Tout ce qui est petit est précieux. La minuscule boutique de thés de Monsieur Kakegawa illustre à la perfection l'adage.
En ce lieu, point de décor ostentatoire ou pseudo-japonisant. Non, chez Monsieur Kakegawa, l'accent est mis avant tout sur le thé, en toute simplicité, en toute sobriété. Sa boutique ouverte en janvier 2012 propose essentiellement des thés verts japonais (sencha) issus de première cueillette (ichibancha) et surtout provenant d'un seul et même producteur, terroir et cépage. L'analogie avec le vin n'est pas fortuite, après tout, pourquoi les critères entrant dans l'élaboration d'un grand cru ne fonctionneraient-ils pas pour un thé d'excellence ? Monsieur Kakegawa va même jusqu'à proposer une dégustation dans un verre à vin ! Passé le premier étonnement, on se rend vite compte que ce contenant est tout à fait adapté au contenu : la forme en "tulipe" d'un verre à vin permet de mieux canaliser les parfums dégagés par la liqueur et l'on peut ainsi en apprécier davantage le "nez" et la "robe".
La majorité des sencha nippons est fabriquée au sein de coopératives à partir d'assemblages (blend) de thés de divers producteurs. 80% de la production est issue du cultivar Yabukita. Monsieur Kakegawa, propose de découvrir d'autres saveurs, des saveurs "uniques" et localement marquées, comme le cultivar Koshun fruité et floral ou le Okuhikari aux notes puissantes et marines.

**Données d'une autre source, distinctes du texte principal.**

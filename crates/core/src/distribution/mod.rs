//! Distribution strategy engine

pub mod engine;
pub mod error;
pub mod ports;

pub use engine::{allocate, AllocationRequest};
pub use error::AllocationError;
pub use ports::TargetDirectory;
//! Conversions from external infrastructure errors into domain errors.

use leadflow_domain::LeadflowError;
use rusqlite::Error as SqlError;
use tokio::task::JoinError;

/// Error newtype that keeps conversions on the infrastructure side and can be
/// converted back into the domain error.
#[derive(Debug)]
pub struct InfraError(pub LeadflowError);

impl From<InfraError> for LeadflowError {
    fn from(value: InfraError) -> Self {
        value.0
    }
}

impl From<LeadflowError> for InfraError {
    fn from(value: LeadflowError) -> Self {
        InfraError(value)
    }
}

/// Extension trait to make the conversion logic explicit in tests and within
/// this module.
trait IntoLeadflowError {
    fn into_leadflow(self) -> LeadflowError;
}

/* -------------------------------------------------------------------------- */
/* rusqlite::Error → LeadflowError */
/* -------------------------------------------------------------------------- */

impl IntoLeadflowError for SqlError {
    fn into_leadflow(self) -> LeadflowError {
        use rusqlite::ffi::ErrorCode;
        use rusqlite::Error as RE;

        match self {
            RE::SqliteFailure(err, maybe_message) => {
                let message = maybe_message.unwrap_or_default();
                match (err.code, err.extended_code) {
                    (ErrorCode::DatabaseBusy, _) => {
                        LeadflowError::TransientStore("database is busy".into())
                    }
                    (ErrorCode::DatabaseLocked, _) => {
                        LeadflowError::TransientStore("database is locked".into())
                    }
                    (ErrorCode::ConstraintViolation, 1555 | 2067) => {
                        LeadflowError::Conflict(format!("unique constraint violation: {message}"))
                    }
                    _ => LeadflowError::Database(format!(
                        "sqlite failure {:?} (code {}): {}",
                        err.code, err.extended_code, message
                    )),
                }
            }
            RE::QueryReturnedNoRows => LeadflowError::NotFound("no rows returned by query".into()),
            RE::FromSqlConversionFailure(_, _, cause) => {
                LeadflowError::Database(format!("failed to convert sqlite value: {cause}"))
            }
            RE::InvalidColumnType(_, name, ty) => {
                LeadflowError::Database(format!("invalid column type for {name}: {ty}"))
            }
            RE::InvalidPath(path) => LeadflowError::Config(format!(
                "invalid database path: {}",
                path.to_string_lossy()
            )),
            other => LeadflowError::Database(other.to_string()),
        }
    }
}

impl From<SqlError> for InfraError {
    fn from(value: SqlError) -> Self {
        InfraError(value.into_leadflow())
    }
}

/* -------------------------------------------------------------------------- */
/* r2d2::Error → LeadflowError */
/* -------------------------------------------------------------------------- */

impl IntoLeadflowError for r2d2::Error {
    fn into_leadflow(self) -> LeadflowError {
        // r2d2 only fails when no connection could be checked out in time.
        LeadflowError::TransientStore(format!("connection pool unavailable: {self}"))
    }
}

impl From<r2d2::Error> for InfraError {
    fn from(value: r2d2::Error) -> Self {
        InfraError(value.into_leadflow())
    }
}

/* -------------------------------------------------------------------------- */
/* tokio::task::JoinError → LeadflowError */
/* -------------------------------------------------------------------------- */

impl IntoLeadflowError for JoinError {
    fn into_leadflow(self) -> LeadflowError {
        if self.is_cancelled() {
            LeadflowError::TransientStore("blocking store task cancelled".into())
        } else {
            LeadflowError::Internal(format!("blocking store task panicked: {self}"))
        }
    }
}

impl From<JoinError> for InfraError {
    fn from(value: JoinError) -> Self {
        InfraError(value.into_leadflow())
    }
}

/* -------------------------------------------------------------------------- */
/* Tests */
/* -------------------------------------------------------------------------- */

Monsieur Kakegawa propose également des thés millésimés que l'on prendra soin d'infuser en premier lieu à l'eau tempérée ! Oui, à l'eau tempérée ! Si je connaissais la technique d'infusion à la glace, je n'avais jamais eu l'occasion d'expérimenter une préparation de thé à l'aide d'une eau tempérée (il faut dire que ma connaissance en matière de sencha reste relativement peu étendue). Un peu de thé est déposé dans un watada (du nom de son concepteur : sorte de coupelle plate d'un diamètre de 8 à 9 cm environ et pourvue d'un bec verseur). Les "aiguilles" constituées par les feuilles de thé roulées sont de belle taille, d'un très beau vert sombre et il s'en dégage un parfum étonnamment frais pour un thé datant de 2002 (ce qui laisse présager que la technique de conservation employée est parfaitement maîtrisée). Monsieur Kakegawa verse ensuite dessus une eau spécialement sélectionnée par ses soins (on insistera jamais assez sur la qualité de cette dernière : l'eau constituant tout de même la grande majorité du breuvage final). Eau tempérée donc répétons le. Après quelques minutes, le thé se réhydrate et reprend une couleur d'un vert éclatant, tout bonnement étonnant ! Et bien entendu, il charge l'eau de ses composants aromatiques et olfactifs qui vont se retrouver concentrés dans les quelques millilitres contenus dans le watada. La liqueur est ensuite repartie dans de petites tasses en doses quasi homéopathiques. Mais quelle surprise à la dégustation ! En premier lieu le nez est puissant et annonce une explosion en bouche phénoménale, chose qui se confirme dès que la liqueur atteint le palais et la langue. C'est une expérience vraiment incroyable ! La longueur en bouche est également impressionnante. La fameuse cinquième saveur "umami" est bien présente avec une quasi totale absence d'astringence, tout au moins dans ce thé dégusté (cépage Yabukita, produit dans la zone Honyama, au sein de la région de Shizuoka). 5 infusions successives ont ainsi été réalisées, puis le thé, transféré dans un kyusu offrit une dernière infusion suave réalisée cette fois à l'eau chaude.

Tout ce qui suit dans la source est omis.